Deep Dive into Spark Memory Management

#spark #programming #data-engineering

Apache Spark is regarded as a powerful complement to Hadoop, big data's original technology. Spark offers a more accessible, powerful, and versatile solution for tackling diverse big data challenges and is the most in-demand big data framework across major industries. Since Hadoop 2.0, Spark has been integrated into the Hadoop ecosystem, becoming one of the essential tools for Python Big Data Engineers.

This series of posts provides a comprehensive Spark architecture overview, ideal for those seeking to master Apache Spark.

Whole series:

Apache Spark is a distributed computing engine. Its main feature is the ability to perform computations in memory. Hence, it is obvious that memory management plays a very important role in the whole system.

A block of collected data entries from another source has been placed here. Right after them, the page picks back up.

//! Message broker port.

use async_trait::async_trait;
use tokio::sync::mpsc;

use crate::errors::DomainResult;

/// Fanout-style publish/subscribe transport.
///
/// Delivery semantics are assumed at-least-once, unordered across consumers,
/// and possibly duplicated; the consuming side is responsible for idempotent
/// handling. Every subscriber of a channel receives every message published
/// to it.
#[async_trait]
pub trait MessageBroker: Send + Sync {
    /// Publish `payload` to every current subscriber of `channel`
    async fn publish(&self, channel: &str, payload: Vec<u8>) -> DomainResult<()>;

    /// Open a subscription on `channel`. Messages arrive on the returned
    /// receiver until the broker is dropped or the subscriber lags too far
    /// behind.
    async fn subscribe(&self, channel: &str) -> DomainResult<mpsc::Receiver<Vec<u8>>>;
}
//! Event channel configuration

use serde::{Deserialize, Serialize};

/// Names of the fanout channels used to propagate state changes between
/// running instances.
#[derive(Debug, Clone, Deserialize, Serialize)]
pub struct EventChannelsConfig {
    /// Channel carrying token revocation events
    #[serde(default = "default_revocation_channel")]
    pub revocation_channel: String,

    /// Channel carrying policy reload signals
    #[serde(default = "default_policy_channel")]
    pub policy_channel: String,
}

impl Default for EventChannelsConfig {
    fn default() -> Self {
        Self {
            revocation_channel: default_revocation_channel(),
            policy_channel: default_policy_channel(),
        }
    }
}

fn default_revocation_channel() -> String {
    String::from("auth.tokens.fanout")
}

fn default_policy_channel() -> String {
    String::from("rbac.update.fanout")
}
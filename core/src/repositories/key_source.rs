//! Key source port for verification key material.

use async_trait::async_trait;

use crate::errors::DomainResult;

/// Source of PEM-encoded public key material, keyed by the `kid` carried in a
/// token header.
///
/// Absence of a key is a normal, expected outcome (an unknown or rotated-out
/// `kid`), so it is modeled as `Ok(None)` rather than an error. Errors are
/// reserved for faults in the source itself.
#[async_trait]
pub trait KeySource: Send + Sync {
    /// Read the raw PEM bytes for `kid`, or `None` when the source has no
    /// material for that identifier.
    async fn read_key_material(&self, kid: &str) -> DomainResult<Option<Vec<u8>>>;
}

The concept of memory management is quite complex at its core. It is not related to the topic but I still remember the concepts of Pool and Arena in Python memory management. Memory management in Spark is probably even more confusing. That is why many engineers as well as me do not fully understand it. For better use of Spark and achieving high performance, however, a deep understanding of its memory management model is important.

Hell yeah, we gonna go into the Spark memory management!

High-level overview

There are a few levels of memory management — Spark level, Yarn level, JVM level, and OS level. We will jump from one level to another and we won't discuss each of them directly, but it's worth understanding which levels exist so as not to get lost.

Memory management high level

Let's start at a high level from the launching Spark application process.

When the Spark application is launched, the Spark cluster will start two processes — Driver and Executor.

The driver is a master process responsible for creating the Spark context, submission of Spark jobs, and translation of the whole Spark pipeline into computational units — tasks. It also coordinates task scheduling and orchestration on each Executor.

Driver memory management is not much different from the typical JVM process and therefore will not be discussed further.

The executor is responsible for performing specific computational tasks on the worker nodes and returning the results to the driver, as well as providing storage for RDDs. And its internal memory management is very interesting.

Executor Container

When submitting a Spark job in a cluster with Yarn, Yarn allocates Executor containers to perform the job on different nodes.

ResourceManager handles memory requests and allocates executor containers up to the maximum allocation size settled by yarn.scheduler.maximum-allocation-mb configuration. Memory requests higher than the specified value will not take effect.

On a single node, it is done by NodeManager. NodeManager has an upper limit of resources available to it because it is limited by the resources of one node of the cluster. In Yarn, it is set up by yarn.nodemanager.resource.memory-mb configuration. It is the amount of physical memory per NodeManager, in MB, which can be allocated for yarn containers.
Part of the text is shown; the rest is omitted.